• _Exercise data_
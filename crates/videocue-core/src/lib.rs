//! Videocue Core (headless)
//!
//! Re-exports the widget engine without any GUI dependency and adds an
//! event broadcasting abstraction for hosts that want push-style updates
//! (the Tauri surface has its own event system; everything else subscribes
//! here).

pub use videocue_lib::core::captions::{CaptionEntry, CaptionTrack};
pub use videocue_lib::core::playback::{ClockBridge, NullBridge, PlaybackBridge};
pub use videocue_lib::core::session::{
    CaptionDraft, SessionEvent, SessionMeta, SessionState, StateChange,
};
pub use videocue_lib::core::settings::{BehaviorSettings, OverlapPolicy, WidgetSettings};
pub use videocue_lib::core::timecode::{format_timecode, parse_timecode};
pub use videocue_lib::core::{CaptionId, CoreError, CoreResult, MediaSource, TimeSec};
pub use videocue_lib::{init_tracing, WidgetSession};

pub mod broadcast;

• _Task instructions_
Return, exactly as written, the "everything else subscribes" line and each line after it through the end of the listing above.

• _Solved exercise_
//! (the Tauri surface has its own event system; everything else subscribes
//! here).

pub use videocue_lib::core::captions::{CaptionEntry, CaptionTrack};
pub use videocue_lib::core::playback::{ClockBridge, NullBridge, PlaybackBridge};
pub use videocue_lib::core::session::{
    CaptionDraft, SessionEvent, SessionMeta, SessionState, StateChange,
};
pub use videocue_lib::core::settings::{BehaviorSettings, OverlapPolicy, WidgetSettings};
pub use videocue_lib::core::timecode::{format_timecode, parse_timecode};
pub use videocue_lib::core::{CaptionId, CoreError, CoreResult, MediaSource, TimeSec};
pub use videocue_lib::{init_tracing, WidgetSession};

pub mod broadcast;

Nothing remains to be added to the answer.